US oilfield services giant Schlumberger has launched a second bid for a stake in Russia’s largest drilling company. In a statement on July 20, the company announced it had struck a deal to buy a 51% equity share in privately owned Eurasia Drilling Co. (EDC). The transaction is subject to approval from Russia’s regulatory watchdog, the Federal Anti-Monopoly Service (FAS), Schlumberger said.
“I warmly welcome Schlumberger as our majority shareholder,” EDC CEO Alexander Dzhaparidze said in a separate statement. “It builds on our strategic alliance with Schlumberger since 2011.”
EDC owns a fleet of over 650 rigs and controlled a 16% share of the Russian drilling market in 2016.
This marks the second time that Schlumberger has approached the Russian company with an investment offer. In January 2015, the US firm announced an agreement to buy a 45.65% share in EDC for US$1.7 billion, with an option to raise its equity share to 100% at a later point. However, the deal fell through after the FAS delayed approvals amid concerns that EDC’s operations could be impeded if US sanctions were sharpened.
Dmitry Peskov, the spokesman for Russian President Vladimir Putin, has said that the current deal will require approval not only from the FAS but also from a government commission on foreign investment control. However, the Kremlin’s position on the agreement is unclear.
“If we talk about a global trend, Russia was, is and will be interested in foreign investment and in co-operation with foreign investors in all possible sectors, excluding the areas which are most sensitive,” Peskov was quoted as saying by Reuters in a conference call last week. "But even in these areas co-operation is still possible, and a relevant decision is to be taken in each separate case by the government's commission on foreign investment."

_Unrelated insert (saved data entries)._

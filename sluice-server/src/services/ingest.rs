use std::sync::Arc;
use std::time::Instant;

use serde_json::Value;
use sluice_metrics::{Outcome, OutcomeSink, PutMetricRequest, RecordHandler};
use sluice_statsd::metric;
use tokio::sync::Semaphore;
use tokio::sync::broadcast::error::RecvError;
use tokio::task::{JoinHandle, JoinSet};

use crate::bus::MessageBus;
use crate::statsd::{ServerCounters, ServerTimers};

/// Name of the dimension identifying the device that submitted a metric.
pub const CORE_NAME_DIMENSION: &str = "coreName";

/// Maximum number of submissions handled at the same time.
pub const MAX_CONCURRENT_SUBMISSIONS: usize = 256;

/// Error class of the failure outcome reported for submissions skipped on the input topic.
pub const LAGGED_ERROR_KIND: &str = "IngestionLagged";

/// Feeds submissions from the input topic into a [`RecordHandler`].
///
/// Every submission is validated, tagged with the [`CORE_NAME_DIMENSION`] and handed over.
/// Submissions failing validation are reported as failure outcomes without a namespace.
///
/// Each submission is handled on its own task, so a slow flush never stops the topic from being
/// drained. Submissions the bus skipped anyway are reported as a single failure outcome.
pub struct IngestService {
    core_name: String,
    handler: Arc<dyn RecordHandler>,
    sink: Arc<dyn OutcomeSink>,
}

impl IngestService {
    /// Creates the service.
    pub fn new(
        core_name: impl Into<String>,
        handler: Arc<dyn RecordHandler>,
        sink: Arc<dyn OutcomeSink>,
    ) -> Self {
        Self {
            core_name: core_name.into(),
            handler,
            sink,
        }
    }

    /// Subscribes to `topic` and handles its messages on background tasks until the bus is gone
    /// or the task is aborted.
    ///
    /// Aborting the returned task also aborts all submissions still being handled.
    pub fn start(self, bus: &MessageBus, topic: &str) -> JoinHandle<()> {
        let mut rx = bus.subscribe(topic);
        let topic = topic.to_owned();
        sluice_log::info!(topic = topic.as_str(), "ingesting metrics");

        let permits = Arc::new(Semaphore::new(MAX_CONCURRENT_SUBMISSIONS));
        let service = Arc::new(self);

        tokio::spawn(async move {
            let mut pending = JoinSet::new();

            loop {
                let message = tokio::select! {
                    biased;

                    Some(_) = pending.join_next(), if !pending.is_empty() => continue,
                    message = rx.recv() => message,
                };

                match message {
                    Ok(message) => {
                        let Ok(permit) = permits.clone().acquire_owned().await else {
                            break;
                        };
                        let service = service.clone();
                        pending.spawn(async move {
                            service.handle(&message).await;
                            drop(permit);
                        });
                    }
                    Err(RecvError::Lagged(skipped)) => service.report_lagged(&topic, skipped),
                    Err(RecvError::Closed) => break,
                }
            }

            while pending.join_next().await.is_some() {}
        })
    }

    fn report_lagged(&self, topic: &str, skipped: u64) {
        sluice_log::warn!(topic, skipped, "ingestion fell behind, skipping messages");
        metric!(
            counter(ServerCounters::MessageLagged) += skipped as i64,
            topic = topic
        );
        self.sink.report(Outcome::Failure {
            namespace: None,
            error_kind: LAGGED_ERROR_KIND.to_owned(),
            error_message: format!("ingestion fell behind, {skipped} submissions were skipped"),
        });
    }

    /// Validates a single submission and hands it to the handler.
    pub async fn handle(&self, message: &Value) {
        let PutMetricRequest {
            namespace,
            mut record,
        } = match PutMetricRequest::parse(message) {
            Ok(request) => request,
            Err(error) => {
                sluice_log::debug!(
                    error = &error as &dyn std::error::Error,
                    "rejecting invalid submission"
                );
                metric!(counter(ServerCounters::RequestRejected) += 1);
                self.sink.report(Outcome::Failure {
                    namespace: None,
                    error_kind: error.class().to_owned(),
                    error_message: error.to_string(),
                });
                return;
            }
        };

        if record
            .add_dimension(CORE_NAME_DIMENSION, self.core_name.as_str())
            .is_err()
        {
            sluice_log::warn!(
                namespace = namespace.as_str(),
                metric = record.name(),
                "metric has no room for the {CORE_NAME_DIMENSION} dimension"
            );
        }

        metric!(counter(ServerCounters::RequestAccepted) += 1);
        let start = Instant::now();
        self.handler.on_record(&namespace, record).await;
        metric!(timer(ServerTimers::IngestDuration) = start.elapsed());
    }
}

#[cfg(test)]
mod tests {
    use std::time::Duration;

    use async_trait::async_trait;
    use parking_lot::Mutex;
    use serde_json::json;
    use sluice_metrics::MetricRecord;
    use sluice_metrics::testutils::CapturingSink;

    use super::*;

    #[derive(Default)]
    struct Handled(Mutex<Vec<(String, MetricRecord)>>);

    #[async_trait]
    impl RecordHandler for Handled {
        async fn on_record(&self, namespace: &str, record: MetricRecord) {
            self.0.lock().push((namespace.to_owned(), record));
        }
    }

    fn service() -> (IngestService, Arc<Handled>, Arc<CapturingSink>) {
        let handled = Arc::new(Handled::default());
        let sink = Arc::new(CapturingSink::new());
        let service = IngestService::new("thing-1", handled.clone(), sink.clone());
        (service, handled, sink)
    }

    #[tokio::test]
    async fn test_adds_core_name() {
        let (service, handled, sink) = service();

        service
            .handle(&json!({
                "request": {
                    "namespace": "edge",
                    "metricData": {
                        "metricName": "temperature",
                        "value": 21.5,
                        "timestamp": 1700000000,
                        "dimensions": [{"name": "room", "value": "kitchen"}]
                    }
                }
            }))
            .await;

        let handled = handled.0.lock();
        assert_eq!(handled.len(), 1);
        assert_eq!(handled[0].0, "edge");
        insta::assert_json_snapshot!(handled[0].1, @r#"
        {
          "MetricName": "temperature",
          "Value": 21.5,
          "Unit": "Count",
          "Timestamp": 1700000000.0,
          "Dimensions": [
            {
              "Name": "room",
              "Value": "kitchen"
            },
            {
              "Name": "coreName",
              "Value": "thing-1"
            }
          ]
        }
        "#);
        assert!(sink.outcomes().is_empty());
    }

    #[tokio::test]
    async fn test_full_dimensions_skip_core_name() {
        let (service, handled, _) = service();

        let dimensions: Vec<_> = (0..10)
            .map(|i| json!({"name": format!("d{i}"), "value": "v"}))
            .collect();
        service
            .handle(&json!({
                "request": {
                    "namespace": "edge",
                    "metricData": {"metricName": "m", "value": 1, "dimensions": dimensions}
                }
            }))
            .await;

        let handled = handled.0.lock();
        let record = &handled[0].1;
        assert_eq!(record.dimensions().len(), 10);
        assert!(
            record
                .dimensions()
                .iter()
                .all(|d| d.name != CORE_NAME_DIMENSION)
        );
    }

    #[tokio::test]
    async fn test_rejects_invalid_submission() {
        let (service, handled, sink) = service();

        service
            .handle(&json!({"request": {"namespace": "edge"}}))
            .await;

        assert!(handled.0.lock().is_empty());
        assert_eq!(
            sink.outcomes(),
            vec![Outcome::Failure {
                namespace: None,
                error_kind: "InvalidRequest".to_owned(),
                error_message: "mandatory field (metricData) is absent in the input".to_owned(),
            }]
        );
    }

    #[tokio::test]
    async fn test_consumes_topic() {
        let (service, handled, _) = service();
        let bus = MessageBus::new(16);
        let task = service.start(&bus, "in");

        let message = json!({
            "request": {"namespace": "edge", "metricData": {"metricName": "m", "value": 1}}
        });
        assert_eq!(bus.publish("in", message), 1);

        for _ in 0..100 {
            if !handled.0.lock().is_empty() {
                break;
            }
            tokio::time::sleep(Duration::from_millis(10)).await;
        }

        assert_eq!(handled.0.lock().len(), 1);
        task.abort();
    }

    /// Records every submission, then never completes.
    #[derive(Default)]
    struct Stalled(Mutex<Vec<String>>);

    #[async_trait]
    impl RecordHandler for Stalled {
        async fn on_record(&self, namespace: &str, _record: MetricRecord) {
            self.0.lock().push(namespace.to_owned());
            std::future::pending::<()>().await;
        }
    }

    fn submission(namespace: &str) -> Value {
        json!({
            "request": {"namespace": namespace, "metricData": {"metricName": "m", "value": 1}}
        })
    }

    #[tokio::test]
    async fn test_slow_handler_keeps_draining() {
        let stalled = Arc::new(Stalled::default());
        let sink = Arc::new(CapturingSink::new());
        let bus = MessageBus::new(4);
        let task = IngestService::new("thing-1", stalled.clone(), sink.clone()).start(&bus, "in");

        for i in 0..10 {
            bus.publish("in", submission(&format!("ns{i}")));

            for _ in 0..100 {
                if stalled.0.lock().len() > i {
                    break;
                }
                tokio::time::sleep(Duration::from_millis(10)).await;
            }
        }

        assert_eq!(stalled.0.lock().len(), 10);
        assert!(sink.outcomes().is_empty());
        task.abort();
    }

    #[tokio::test]
    async fn test_reports_skipped_submissions() {
        let (service, handled, sink) = service();
        let bus = MessageBus::new(2);
        let task = service.start(&bus, "in");

        // The service task has not run yet, so all but the last two messages are skipped.
        for i in 0..10 {
            bus.publish("in", submission(&format!("ns{i}")));
        }

        for _ in 0..100 {
            if handled.0.lock().len() == 2 {
                break;
            }
            tokio::time::sleep(Duration::from_millis(10)).await;
        }

        let namespaces: Vec<_> = handled.0.lock().iter().map(|(ns, _)| ns.clone()).collect();
        assert_eq!(namespaces.len(), 2);
        assert!(namespaces.contains(&"ns8".to_owned()));
        assert!(namespaces.contains(&"ns9".to_owned()));
        assert_eq!(
            sink.outcomes(),
            vec![Outcome::Failure {
                namespace: None,
                error_kind: LAGGED_ERROR_KIND.to_owned(),
                error_message: "ingestion fell behind, 8 submissions were skipped".to_owned(),
            }]
        );
        task.abort();
    }
}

EDC’s main customer is independent oil producer LUKOIL, whose president and largest shareholder, Vagit Alekperov, said he held a 3% stake in EDC in early 2015. According to Russian business paper Kommersant, Alekperov has held talks with the government regarding Schlumberger’s recent bid. The paper cited a source as saying that Alekperov, who has expressed open support for the partnership with Schlumberger before, had stressed to the government the need to protect LUKOIL’s interests in Russia’s oilfield services market. The sector has become increasingly dominated by Rosneft, which purchased Targin, the Bashkortostan-based services arm of AFK Sistema, in late December 2016. In the past, LUKOIL had enlisted Targin to service some of its oilfields in the area. Rosneft’s purchase of Targin came shortly after it closed a deal to buy its biggest customer, Bashneft.
According to the Kommersant source, LUKOIL and Schlumberger believe they have assurances that the Kremlin will greenlight the deal. However, the source said that Rosneft CEO Igor Sechin remained categorically opposed to the investment.
EDC is also looking to farm out some its equity to a consortium of Russian Direct Investment Fund (RDIF), the Russia-China Investment Fund (RCIF) and “leading Middle Eastern co-investors.”
RCIF is itself a joint venture between RDIF and China Investment.
On June 1, EDC said it had agreed on the main terms of a share purchase by the consortium, without specifying how large a share was to be sold. In March, however, Reuters cited a source as saying that Russian and Chinese financiers were teaming up with Mubadala, the UAE’s investment fund, to buy a 13-15% stake in EDC. Abu Dhabi’s involvement was later confirmed by the head of RDIF in early June.
In its statement last week, EDC said that work on this investment was “ongoing” and that a “definitive agreement” was expected in the near future.
Saudi Arabia has also expressed interest in investing in the Russian drilling giant.
Teaming up with Schlumberger and other foreign investors will allow EDC to expand its international customer base. At present, the firm’s operations are confined to Iraq, Turkmenistan and Kazakhstan. The contractor will also gain access to Schlumberger’s technologies and expertise, which could enable it to secure more work in complicated plays in Russia. Meanwhile, the tie-up with Chinese and Middle Eastern financiers will unlock capital that EDC can use to fund business growth.
In return, these foreign investors are looking to gain access to one of the few countries where oil producers have maintained relatively high spending levels despite the oil price crash.
It remains to be seen whether Russian regulators will approve Schlumberger’s latest offer. At present, EDC’s core business is drilling at onshore conventional oilfields, and not the unconventional and deepwater oil and gas projects that have been targeted by Washington’s restrictions on the supply of US equipment and technology. However, Moscow likely fears that the US sanctions regime could be tightened in the future. Only this week, the US House of Representatives voted overwhelmingly in favour of expanding and formalising sanctions against Russia. Among other things, the new law added the Nord Stream 2 gas pipeline to the list of Russian entities targeted by the punitive measures.